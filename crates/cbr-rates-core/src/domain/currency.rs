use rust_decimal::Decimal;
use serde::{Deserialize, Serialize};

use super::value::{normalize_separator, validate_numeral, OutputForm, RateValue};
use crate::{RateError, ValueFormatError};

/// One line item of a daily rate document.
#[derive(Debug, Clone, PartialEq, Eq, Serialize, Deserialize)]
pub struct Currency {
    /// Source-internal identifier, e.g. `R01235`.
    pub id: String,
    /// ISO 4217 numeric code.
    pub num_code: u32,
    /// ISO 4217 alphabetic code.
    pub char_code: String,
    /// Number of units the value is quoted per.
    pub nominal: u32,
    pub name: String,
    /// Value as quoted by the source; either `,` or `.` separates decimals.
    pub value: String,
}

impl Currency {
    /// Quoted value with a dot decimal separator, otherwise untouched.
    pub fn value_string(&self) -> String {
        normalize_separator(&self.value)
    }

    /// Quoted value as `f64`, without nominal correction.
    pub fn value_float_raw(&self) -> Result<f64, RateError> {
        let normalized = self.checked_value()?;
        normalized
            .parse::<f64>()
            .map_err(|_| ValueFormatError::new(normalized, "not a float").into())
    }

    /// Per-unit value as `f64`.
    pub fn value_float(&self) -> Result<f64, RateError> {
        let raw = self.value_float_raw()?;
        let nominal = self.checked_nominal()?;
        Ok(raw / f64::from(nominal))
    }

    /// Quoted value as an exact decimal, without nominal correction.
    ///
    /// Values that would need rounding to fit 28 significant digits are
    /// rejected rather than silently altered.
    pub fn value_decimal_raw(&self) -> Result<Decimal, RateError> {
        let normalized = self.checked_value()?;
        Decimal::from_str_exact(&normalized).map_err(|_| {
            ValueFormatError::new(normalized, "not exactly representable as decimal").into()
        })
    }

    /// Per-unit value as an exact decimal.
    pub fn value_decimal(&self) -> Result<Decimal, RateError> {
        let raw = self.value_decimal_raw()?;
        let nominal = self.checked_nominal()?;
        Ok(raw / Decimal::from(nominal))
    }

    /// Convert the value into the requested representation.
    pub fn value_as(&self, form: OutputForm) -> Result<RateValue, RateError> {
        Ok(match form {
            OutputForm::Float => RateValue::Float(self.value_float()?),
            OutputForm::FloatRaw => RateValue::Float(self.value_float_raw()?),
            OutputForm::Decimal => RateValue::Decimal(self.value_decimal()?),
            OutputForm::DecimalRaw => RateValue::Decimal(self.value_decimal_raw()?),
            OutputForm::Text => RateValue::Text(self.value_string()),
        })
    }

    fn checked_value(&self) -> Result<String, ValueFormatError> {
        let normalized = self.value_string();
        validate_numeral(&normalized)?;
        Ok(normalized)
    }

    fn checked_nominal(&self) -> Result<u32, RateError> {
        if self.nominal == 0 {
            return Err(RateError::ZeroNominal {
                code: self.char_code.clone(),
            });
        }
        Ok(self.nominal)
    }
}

THE TASK:
The response should be the lines from the one containing "pub fn value_as(&self, form: OutputForm)" through the last line of the data, set down exactly and with no other line.

ANSWER AREA:
    pub fn value_as(&self, form: OutputForm) -> Result<RateValue, RateError> {
        Ok(match form {
            OutputForm::Float => RateValue::Float(self.value_float()?),
            OutputForm::FloatRaw => RateValue::Float(self.value_float_raw()?),
            OutputForm::Decimal => RateValue::Decimal(self.value_decimal()?),
            OutputForm::DecimalRaw => RateValue::Decimal(self.value_decimal_raw()?),
            OutputForm::Text => RateValue::Text(self.value_string()),
        })
    }

    fn checked_value(&self) -> Result<String, ValueFormatError> {
        let normalized = self.value_string();
        validate_numeral(&normalized)?;
        Ok(normalized)
    }

    fn checked_nominal(&self) -> Result<u32, RateError> {
        if self.nominal == 0 {
            return Err(RateError::ZeroNominal {
                code: self.char_code.clone(),
            });
        }
        Ok(self.nominal)
    }
}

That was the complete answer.